You can request access and deletion via the respective form:

Acheter-Louer	Anibis	AutoScout24 + MotoScout24
Homegate	Ricardo	FinanceScout24
ImmoScout24	Tutti	Moneyland
Immoverkauf24
Flatfox

• Right to Rectification: If your personal data stored with us is incorrect or incomplete, you can request its correction.
• Right to Restriction of Processing: You have the right to request the restriction of the processing of your personal data, for example, if you dispute the accuracy of the data or object to the processing.
• Right to Data Portability: You have the right to receive your personal data, which you may have provided to us, in a structured, commonly used, and machine-readable format, and to transmit this data to another controller.
• Right to Object: You may object to the processing of your personal data, under the GDPR, for example, if the processing is based on legitimate interests.
• Right to Withdraw Consent: If we have asked for your consent to process your personal data, you can withdraw that consent under the GDPR, for example, at any time with effect for the future.
• Right to Lodge a Complaint with a Supervisory Authority: You have the right to lodge a complaint with a data protection supervisory authority regarding the processing of your personal data by us. In Switzerland, this is the Federal Data Protection and Information Commissioner (Eidg. Datenschutz- und Öffentlichkeitsbeauftragte), reachable at: https://www.edoeb.admin.ch. For the EU, you can find the contact details of the data protection supervisory authorities here: https://www.edpb.europa.eu/about-edpb/about-edpb/members_en

However, data protection law provides that these rights do not apply unconditionally. There are various reasons why, for example, we may not disclose all data in response to an access request or why we may not comply with an objection. The aforementioned rights may also be restricted by other legal provisions.

You can usually exercise these rights free of charge. However, we must ensure in an appropriate manner that it is truly you making the request.

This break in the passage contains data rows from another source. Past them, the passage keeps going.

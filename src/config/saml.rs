use std::sync::Arc;

use serde::{Deserialize, Serialize};
use url::Url;

use super::ConfigError;
use crate::saml::{
    EmbeddedCertificate, PinnedCertificate, SamlResult, VerificationKeySource,
    signature::parse_certificate,
};

/// Upper bound for `assertion_validity_secs` (one day).
const MAX_ASSERTION_VALIDITY_SECS: u64 = 24 * 60 * 60;

/// Paths served by fixed routes.
const RESERVED_PATHS: &[&str] = &["/", "/main", "/proxy", "/out", "/error", "/logout"];

/// Service Provider and IdP endpoint configuration.
///
/// ```toml
/// [saml]
/// entity_id = "https://sp.example.com"
/// idp_sso_url = "https://idp.example.com/sso"
/// idp_slo_url = "https://idp.example.com/slo"
/// idp_certificate = "${IDP_CERTIFICATE}"
/// ```
#[derive(Debug, Clone, Serialize, Deserialize)]
#[serde(deny_unknown_fields)]
pub struct SamlConfig {
    /// SP entity ID, sent as the Issuer of every request.
    pub entity_id: String,

    /// Path of the assertion consumer service.
    #[serde(default = "default_acs_path")]
    pub acs_path: String,

    /// External base URL of this SP (e.g., "https://sp.example.com").
    /// When unset the ACS URL is derived from the request's Host header.
    #[serde(default)]
    pub base_url: Option<String>,

    /// IdP single sign-on endpoint (HTTP-Redirect binding).
    pub idp_sso_url: String,

    /// IdP single logout endpoint (HTTP-Redirect binding).
    pub idp_slo_url: String,

    /// Any request path containing this string starts a login.
    #[serde(default = "default_login_url")]
    pub login_url: String,

    /// IdP signing certificate, PEM or bare base64 DER.
    #[serde(default)]
    pub idp_certificate: Option<String>,

    /// Where the signature verification key comes from.
    #[serde(default)]
    pub trust: TrustPolicy,

    /// Maximum age of an assertion's AuthnInstant, in seconds.
    #[serde(default = "default_assertion_validity")]
    pub assertion_validity_secs: u64,

    /// Redirect target after a completed login.
    #[serde(default = "default_landing_page")]
    pub login_success_url: String,

    /// Redirect target after logout when the IdP cannot be notified.
    #[serde(default = "default_landing_page")]
    pub logout_success_url: String,
}

/// Source of the key used to verify IdP signatures.
#[derive(Debug, Clone, Copy, Default, PartialEq, Eq, Serialize, Deserialize)]
#[serde(rename_all = "snake_case")]
pub enum TrustPolicy {
    /// Verify against `idp_certificate` only.
    #[default]
    Pinned,
    /// Verify against the certificate embedded in each message. Provides no
    /// proof of origin; for testing against throwaway IdPs only.
    Embedded,
}

impl SamlConfig {
    pub fn validate(&self) -> Result<(), ConfigError> {
        if self.entity_id.trim().is_empty() {
            return Err(ConfigError::Validation(
                "saml.entity_id cannot be empty".into(),
            ));
        }
        for (name, value) in [
            ("saml.idp_sso_url", &self.idp_sso_url),
            ("saml.idp_slo_url", &self.idp_slo_url),
        ] {
            Url::parse(value).map_err(|e| {
                ConfigError::Validation(format!("{name} is not an absolute URL: {e}"))
            })?;
        }
        if let Some(base_url) = &self.base_url {
            Url::parse(base_url).map_err(|e| {
                ConfigError::Validation(format!("saml.base_url is not an absolute URL: {e}"))
            })?;
        }
        for (name, value) in [
            ("saml.acs_path", &self.acs_path),
            ("saml.login_url", &self.login_url),
        ] {
            if !value.starts_with('/') {
                return Err(ConfigError::Validation(format!(
                    "{name} must start with '/'"
                )));
            }
        }
        if self.acs_path == "/" {
            return Err(ConfigError::Validation(
                "saml.acs_path cannot be the root path".into(),
            ));
        }
        for (name, value) in [
            ("saml.acs_path", &self.acs_path),
            ("saml.login_url", &self.login_url),
        ] {
            if value.contains(['{', '}', '*']) {
                return Err(ConfigError::Validation(format!(
                    "{name} cannot contain route wildcards"
                )));
            }
            if RESERVED_PATHS.contains(&value.as_str()) {
                return Err(ConfigError::Validation(format!(
                    "{name} collides with the built-in route '{value}'"
                )));
            }
        }
        // Any path containing the login URL starts a login, so it must not
        // swallow the ACS or a fixed route.
        let shadowed = RESERVED_PATHS
            .iter()
            .copied()
            .chain([self.acs_path.as_str()])
            .find(|path| path.contains(self.login_url.as_str()));
        if let Some(path) = shadowed {
            return Err(ConfigError::Validation(format!(
                "saml.login_url would capture requests to '{path}'"
            )));
        }
        if self.assertion_validity_secs == 0
            || self.assertion_validity_secs > MAX_ASSERTION_VALIDITY_SECS
        {
            return Err(ConfigError::Validation(format!(
                "saml.assertion_validity_secs must be between 1 and {MAX_ASSERTION_VALIDITY_SECS}"
            )));
        }

        match (self.trust, &self.idp_certificate) {
            (TrustPolicy::Pinned, None) => {
                return Err(ConfigError::Validation(
                    "saml.idp_certificate is required when saml.trust = \"pinned\"".into(),
                ));
            }
            (_, Some(certificate)) => {
                parse_certificate(certificate).map_err(|e| {
                    ConfigError::Validation(format!("saml.idp_certificate: {e}"))
                })?;
            }
            (TrustPolicy::Embedded, None) => {}
        }
        if self.trust == TrustPolicy::Embedded {
            tracing::warn!(
                "saml.trust = \"embedded\": signatures are checked against the certificate \
                 each message carries, so any party can forge a valid login. Use \"pinned\" \
                 with the IdP's certificate outside of testing."
            );
        }
        Ok(())
    }

    /// Absolute ACS URL. `origin` is `scheme://host[:port]` of the current
    /// request and is used only when `base_url` is unset.
    pub fn acs_url(&self, origin: &str) -> String {
        let base = self.base_url.as_deref().unwrap_or(origin);
        format!("{}{}", base.trim_end_matches('/'), self.acs_path)
    }

    /// Key source implementing the configured trust policy.
    pub fn key_source(&self) -> SamlResult<Arc<dyn VerificationKeySource>> {
        match (self.trust, &self.idp_certificate) {
            (TrustPolicy::Pinned, Some(certificate)) => {
                Ok(Arc::new(PinnedCertificate::new(certificate)?))
            }
            (TrustPolicy::Pinned, None) => Err(crate::saml::SamlError::InvalidCredential(
                "no IdP certificate configured".into(),
            )),
            (TrustPolicy::Embedded, _) => Ok(Arc::new(EmbeddedCertificate)),
        }
    }

    pub fn assertion_validity(&self) -> chrono::Duration {
        let secs = self.assertion_validity_secs.min(MAX_ASSERTION_VALIDITY_SECS);
        chrono::Duration::seconds(secs as i64)
    }
}

fn default_acs_path() -> String {
    "/saml/SSO".to_string()
}

fn default_login_url() -> String {
    "/login".to_string()
}

fn default_assertion_validity() -> u64 {
    crate::saml::consumer::DEFAULT_ASSERTION_VALIDITY_SECS
}

fn default_landing_page() -> String {
    "/main".to_string()
}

To assert your rights, please contact us. The contact details can be found in Section VI of this privacy statement. The consents for the possible transfer of your data for analysis, marketing, and advertising purposes to third parties are managed through an online platform, where you can directly manage your consents. You can access this through the privacy settings of the respective offer. The link is located at the bottom of each page.